▶ [Exercise details]:
Which lines in the records below include the word "signing"? Report each of them in full.

Records from a dataset
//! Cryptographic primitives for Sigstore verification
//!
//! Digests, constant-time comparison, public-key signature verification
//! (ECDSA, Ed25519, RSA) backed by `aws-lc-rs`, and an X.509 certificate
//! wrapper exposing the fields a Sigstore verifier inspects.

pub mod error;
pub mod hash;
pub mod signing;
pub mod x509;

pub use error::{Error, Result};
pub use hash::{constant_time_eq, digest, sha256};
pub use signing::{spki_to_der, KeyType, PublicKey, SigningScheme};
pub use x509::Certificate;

▶ [Answer for the task]:
pub mod signing;
pub use signing::{spki_to_der, KeyType, PublicKey, SigningScheme};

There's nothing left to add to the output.